Between The Lines

Virtual Tour of Contemporary Abstract Art
June 4, 2025

Each of the ten artists in this exhibition makes line primary in their practice.  These artists use the line with different agendas but always in the service of abstraction. Their marks do not describe, but speak themselves, of time and space, and of feelings and ideas.  


The lines in Lisa Corinne Davis’ paintings create imaginary maps that speak of the cacophony of urban traffic. They articulate webs of connection - of the flows of information, people, and ideas, and express an energy as raucous and exciting as New York. 


The intuitive line-making in Lucasen Brown’s paintings feel as if they arise from a meditative practice that reflects on the interconnectedness of all things.  His lines are instinctive and necessary and call to mind the web of energy that powers nature. 


For Leslie Jane Roberts, the line is information. They are typically color-coded to represent bits of data in charts that Roberts forms based on the lists she collects from her life or the wider world. They can record something as interesting as the Birds of Brooklyn, or as banal as what she buys for dinner but their visual representations through color and line are always beautiful. 


Dana Piazza uses his meticulously hewn lines to create eccentric, organic shapes of broad color that, on closer inspection, come alive with the energy. Similarly, Sen Eggebrecht’s lines bring to life a world both flat and three dimensional, filled with maybe, but not quite, creatures of dreamlike ambiguity.
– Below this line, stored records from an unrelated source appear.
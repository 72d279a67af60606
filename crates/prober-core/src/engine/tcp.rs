//! TCP connect strategy

use super::url::join_host_port;
use crate::contracts::ProbeOutcome;
use crate::error::{ProbeError, Result};
use std::net::Ipv6Addr;
use std::time::Duration;
use tokio::io::AsyncWriteExt as _;
use tokio::net::TcpStream;

/// Attempts a TCP connection to the target
#[derive(Debug, Clone, Copy, Default)]
pub struct TcpProber;

impl TcpProber {
    /// Connect to `host:port` within `timeout`.
    ///
    /// A completed connect is Success and the connection is closed right
    /// away. Refusal, resolution failure and timeout are Failures. Only an
    /// address that cannot be parsed is an error.
    pub async fn probe(&self, host: &str, port: u16, timeout: Duration) -> Result<ProbeOutcome> {
        let host = parse_host(host, port)?;
        let address = join_host_port(host, port);

        match tokio::time::timeout(timeout, TcpStream::connect((host, port))).await {
            Ok(Ok(mut stream)) => {
                if let Err(e) = stream.shutdown().await {
                    tracing::warn!(%address, error = %e, "Unexpected error closing TCP probe socket");
                }
                Ok(ProbeOutcome::success(""))
            }
            Ok(Err(e)) => {
                tracing::debug!(%address, error = %e, "TCP probe failed");
                Ok(ProbeOutcome::failure(format!("dial tcp {}: {}", address, e)))
            }
            Err(_) => {
                tracing::debug!(%address, ?timeout, "TCP probe timed out");
                Ok(ProbeOutcome::failure(format!("dial tcp {}: i/o timeout", address)))
            }
        }
    }
}

/// Validate the host part of a TCP address, stripping IPv6 brackets
fn parse_host(host: &str, port: u16) -> Result<&str> {
    let invalid = |reason: &str| ProbeError::invalid_address(join_host_port(host, port), reason);

    let bare = host
        .strip_prefix('[')
        .and_then(|h| h.strip_suffix(']'))
        .unwrap_or(host);

    if bare.is_empty() {
        return Err(invalid("missing host"));
    }
    if bare.chars().any(|c| c.is_whitespace() || c == '/') {
        return Err(invalid("host contains invalid characters"));
    }
    if bare.contains(':') && bare.parse::<Ipv6Addr>().is_err() {
        return Err(invalid("too many colons in address"));
    }

    Ok(bare)
}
Arielle Zamora’s straight, even lines are deeply incised in the painting’s surface. Their careful, even placement suggests the mechanics of the built environment, but their subtle, hewn quality reveals both the tenuousness and the tenacity of the hand made. 


Peter Stephens’ meticulously crafted vibrantly colored lines, appear to be too precise to be hand-drawn, yet they are. Initially based on scientific information, their riotous colors weave a space full of energy, motion and surprise.


Lines of contrasting colors create a visual journey in Richard Tinkler's precise drawings.  What initially seems to be one deliberate, simple geometric pattern, morphs, upon close attention,  into ambiguous space and a complex riot of color.  


Pattern is also prominent in the lines drawn by Jacquelyn Strycker who uses them to form multiple unique patterns that are then printed on handmade paper in a wide range of colors. They are then cut up, resewn and collaged together to form a mélange of color, space and movement.


Maeve D’Arcy’s paintings chronicle observational musings through an intuitive practice of mark making and repetition. She literally accounts time as she methodically lays down each line, dot, and shape.